Top of TASK DATA

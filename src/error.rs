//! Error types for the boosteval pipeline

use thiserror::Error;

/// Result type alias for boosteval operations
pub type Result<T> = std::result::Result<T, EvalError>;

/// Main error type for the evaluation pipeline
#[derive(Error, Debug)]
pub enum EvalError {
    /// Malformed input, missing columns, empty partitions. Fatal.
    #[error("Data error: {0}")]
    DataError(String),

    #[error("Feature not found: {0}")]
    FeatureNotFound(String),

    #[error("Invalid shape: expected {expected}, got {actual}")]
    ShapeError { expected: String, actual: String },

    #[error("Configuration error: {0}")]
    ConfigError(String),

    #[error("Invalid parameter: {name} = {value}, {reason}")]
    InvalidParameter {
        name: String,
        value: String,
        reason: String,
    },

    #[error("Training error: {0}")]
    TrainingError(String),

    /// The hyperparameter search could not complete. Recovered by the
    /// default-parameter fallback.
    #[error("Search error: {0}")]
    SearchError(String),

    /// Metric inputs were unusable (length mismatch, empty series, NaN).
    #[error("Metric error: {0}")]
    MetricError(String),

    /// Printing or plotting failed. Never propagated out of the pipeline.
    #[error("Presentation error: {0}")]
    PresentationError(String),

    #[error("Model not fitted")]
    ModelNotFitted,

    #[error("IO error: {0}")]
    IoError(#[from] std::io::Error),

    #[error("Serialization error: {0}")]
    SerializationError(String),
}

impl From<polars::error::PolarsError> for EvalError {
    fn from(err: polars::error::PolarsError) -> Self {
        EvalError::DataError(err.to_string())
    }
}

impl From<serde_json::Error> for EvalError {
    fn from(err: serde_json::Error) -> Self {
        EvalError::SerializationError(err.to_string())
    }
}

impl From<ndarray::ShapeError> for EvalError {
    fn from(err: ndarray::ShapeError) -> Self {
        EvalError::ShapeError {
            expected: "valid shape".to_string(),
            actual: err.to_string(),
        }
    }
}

Bottom of TASK DATA
Top of TASK DATA

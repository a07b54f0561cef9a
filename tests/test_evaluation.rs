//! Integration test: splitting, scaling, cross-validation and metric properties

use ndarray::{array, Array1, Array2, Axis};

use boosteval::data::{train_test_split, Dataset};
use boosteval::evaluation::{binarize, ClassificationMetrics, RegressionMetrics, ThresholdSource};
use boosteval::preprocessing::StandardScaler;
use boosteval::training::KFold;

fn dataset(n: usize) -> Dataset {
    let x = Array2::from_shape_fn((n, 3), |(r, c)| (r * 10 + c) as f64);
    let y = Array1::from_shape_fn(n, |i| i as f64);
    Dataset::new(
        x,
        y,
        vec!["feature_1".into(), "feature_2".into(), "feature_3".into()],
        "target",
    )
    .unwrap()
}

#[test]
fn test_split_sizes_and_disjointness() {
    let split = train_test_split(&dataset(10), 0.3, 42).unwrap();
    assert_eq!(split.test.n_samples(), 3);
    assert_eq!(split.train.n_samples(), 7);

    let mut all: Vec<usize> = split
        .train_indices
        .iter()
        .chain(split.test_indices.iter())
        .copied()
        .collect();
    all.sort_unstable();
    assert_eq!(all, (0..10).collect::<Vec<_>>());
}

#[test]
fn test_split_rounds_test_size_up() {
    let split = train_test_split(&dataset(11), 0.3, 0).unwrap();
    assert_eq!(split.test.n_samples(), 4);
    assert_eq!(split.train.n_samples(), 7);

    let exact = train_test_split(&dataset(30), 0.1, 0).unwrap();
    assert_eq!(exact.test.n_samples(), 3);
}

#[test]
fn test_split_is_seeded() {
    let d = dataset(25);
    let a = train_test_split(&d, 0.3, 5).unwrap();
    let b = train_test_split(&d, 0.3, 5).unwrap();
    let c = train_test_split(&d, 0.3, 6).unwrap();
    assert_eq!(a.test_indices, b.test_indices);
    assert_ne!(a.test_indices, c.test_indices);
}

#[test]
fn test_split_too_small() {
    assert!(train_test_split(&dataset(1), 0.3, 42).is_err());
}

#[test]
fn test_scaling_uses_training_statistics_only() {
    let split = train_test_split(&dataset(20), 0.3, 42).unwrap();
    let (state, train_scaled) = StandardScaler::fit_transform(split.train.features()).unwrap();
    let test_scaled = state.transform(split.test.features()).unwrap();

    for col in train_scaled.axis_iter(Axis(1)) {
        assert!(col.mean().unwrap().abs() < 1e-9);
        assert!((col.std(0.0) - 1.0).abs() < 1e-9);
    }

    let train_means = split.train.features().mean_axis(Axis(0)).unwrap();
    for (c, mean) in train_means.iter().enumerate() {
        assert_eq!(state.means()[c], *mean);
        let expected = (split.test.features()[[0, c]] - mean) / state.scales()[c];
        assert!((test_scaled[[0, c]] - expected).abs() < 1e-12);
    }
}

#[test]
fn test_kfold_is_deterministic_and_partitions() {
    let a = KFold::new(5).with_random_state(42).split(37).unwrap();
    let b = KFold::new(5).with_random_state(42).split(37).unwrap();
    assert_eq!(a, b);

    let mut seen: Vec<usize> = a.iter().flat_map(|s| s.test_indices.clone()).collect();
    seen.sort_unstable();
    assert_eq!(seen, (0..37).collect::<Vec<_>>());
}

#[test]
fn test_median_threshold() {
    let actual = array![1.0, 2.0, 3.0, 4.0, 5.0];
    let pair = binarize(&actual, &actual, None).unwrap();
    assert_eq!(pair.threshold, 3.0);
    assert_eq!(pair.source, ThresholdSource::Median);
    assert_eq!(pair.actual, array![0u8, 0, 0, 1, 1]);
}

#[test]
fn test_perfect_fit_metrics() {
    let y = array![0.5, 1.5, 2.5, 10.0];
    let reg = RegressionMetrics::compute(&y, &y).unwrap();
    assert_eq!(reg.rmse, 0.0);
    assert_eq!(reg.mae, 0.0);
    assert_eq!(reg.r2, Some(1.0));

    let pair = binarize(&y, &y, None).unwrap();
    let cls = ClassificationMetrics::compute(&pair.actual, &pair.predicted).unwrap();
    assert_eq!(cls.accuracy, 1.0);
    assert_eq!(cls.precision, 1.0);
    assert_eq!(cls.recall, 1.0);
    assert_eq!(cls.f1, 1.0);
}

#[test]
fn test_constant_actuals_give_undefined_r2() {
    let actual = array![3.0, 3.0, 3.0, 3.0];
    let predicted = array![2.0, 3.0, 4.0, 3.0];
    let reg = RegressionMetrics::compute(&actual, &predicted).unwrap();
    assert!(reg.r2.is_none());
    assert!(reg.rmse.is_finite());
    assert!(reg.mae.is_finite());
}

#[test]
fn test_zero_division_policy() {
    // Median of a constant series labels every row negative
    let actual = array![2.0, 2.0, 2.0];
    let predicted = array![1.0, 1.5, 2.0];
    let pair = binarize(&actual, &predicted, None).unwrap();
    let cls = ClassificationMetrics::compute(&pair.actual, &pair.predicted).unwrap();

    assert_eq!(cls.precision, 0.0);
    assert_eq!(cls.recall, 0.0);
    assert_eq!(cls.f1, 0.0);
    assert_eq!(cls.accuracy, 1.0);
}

Bottom of TASK DATA

• YOUR ASSIGNMENT: Reproduce every line from the entries that holds the word "ndarray".

• ANSWER TO THIS TASK:
impl From<ndarray::ShapeError> for EvalError {
    fn from(err: ndarray::ShapeError) -> Self {
use ndarray::{array, Array1, Array2, Axis};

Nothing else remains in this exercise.